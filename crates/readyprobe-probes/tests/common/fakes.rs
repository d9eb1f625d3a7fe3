//! In-process stand-ins for the HTTP client and browser surface

use async_trait::async_trait;
use readyprobe_probes::{BrowserSurface, HttpClient, SurfaceError, TransportError};
use std::collections::{HashSet, VecDeque};
use std::sync::atomic::{AtomicUsize, Ordering};
use std::sync::Mutex;
use std::time::Duration;

/// Surface on which a fixed set of selectors is present
pub struct FakeSurface {
    url: String,
    present: HashSet<String>,
    waits: Mutex<Vec<String>>,
}

impl FakeSurface {
    pub fn new(url: &str, present: &[&str]) -> Self {
        Self {
            url: url.to_string(),
            present: present.iter().map(|s| s.to_string()).collect(),
            waits: Mutex::new(Vec::new()),
        }
    }

    /// Selectors waited on, in order
    pub fn waits(&self) -> Vec<String> {
        self.waits.lock().unwrap().clone()
    }
}

#[async_trait]
impl BrowserSurface for FakeSurface {
    fn current_url(&self) -> String {
        self.url.clone()
    }

    async fn wait_for_selector(
        &self,
        selector: &str,
        timeout: Duration,
    ) -> Result<(), SurfaceError> {
        self.waits.lock().unwrap().push(selector.to_string());
        if self.present.contains(selector) {
            Ok(())
        } else {
            tokio::time::sleep(timeout).await;
            Err(SurfaceError::Timeout {
                timeout_ms: timeout.as_millis() as u64,
            })
        }
    }
}

/// Surface whose browser has gone away
pub struct ClosedSurface;

#[async_trait]
impl BrowserSurface for ClosedSurface {
    fn current_url(&self) -> String {
        "about:blank".to_string()
    }

    async fn wait_for_selector(
        &self,
        _selector: &str,
        _timeout: Duration,
    ) -> Result<(), SurfaceError> {
        Err(SurfaceError::Unavailable("target page closed".to_string()))
    }
}

/// Client answering from a script; the last entry repeats once the script runs out
pub struct ScriptedClient {
    script: Mutex<VecDeque<Result<u16, TransportError>>>,
    last: Mutex<Option<Result<u16, TransportError>>>,
    calls: AtomicUsize,
}

impl ScriptedClient {
    pub fn new(script: Vec<Result<u16, TransportError>>) -> Self {
        Self {
            script: Mutex::new(script.into()),
            last: Mutex::new(None),
            calls: AtomicUsize::new(0),
        }
    }

    pub fn statuses(statuses: &[u16]) -> Self {
        Self::new(statuses.iter().map(|s| Ok(*s)).collect())
    }

    pub fn calls(&self) -> usize {
        self.calls.load(Ordering::SeqCst)
    }
}

#[async_trait]
impl HttpClient for ScriptedClient {
    async fn get_status(&self, _url: &str) -> Result<u16, TransportError> {
        self.calls.fetch_add(1, Ordering::SeqCst);
        let next = self.script.lock().unwrap().pop_front();
        let mut last = self.last.lock().unwrap();
        match next {
            Some(result) => {
                *last = Some(result.clone());
                result
            }
            None => last.clone().unwrap_or(Ok(200)),
        }
    }
}
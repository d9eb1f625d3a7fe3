//! Browser surface capability
//!
//! The element probe never drives a browser itself. It only needs something
//! that can wait for a selector to attach within a window, which is what any
//! automation backend (CDP, WebDriver, an in-process fake) can provide.

use async_trait::async_trait;
use std::time::Duration;

use crate::error::SurfaceError;

/// A page that can be asked whether an element exists
#[async_trait]
pub trait BrowserSurface: Send + Sync {
    /// URL of the page currently loaded, used in diagnostics
    fn current_url(&self) -> String;

    /// Wait until an element matching `selector` is attached, or `timeout` elapses
    ///
    /// Implementations poll on their own; a single call is a whole wait window.
    async fn wait_for_selector(&self, selector: &str, timeout: Duration)
        -> Result<(), SurfaceError>;
}

#[async_trait]
impl<T: BrowserSurface + ?Sized> BrowserSurface for std::sync::Arc<T> {
    fn current_url(&self) -> String {
        (**self).current_url()
    }

    async fn wait_for_selector(
        &self,
        selector: &str,
        timeout: Duration,
    ) -> Result<(), SurfaceError> {
        (**self).wait_for_selector(selector, timeout).await
    }
}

### YOUR INSTRUCTIONS
From the entries, report each line that includes the word "clone".

### RESULT OF THE TASK
        self.waits.lock().unwrap().clone()
        self.url.clone()
                *last = Some(result.clone());
            None => last.clone().unwrap_or(Ok(200)),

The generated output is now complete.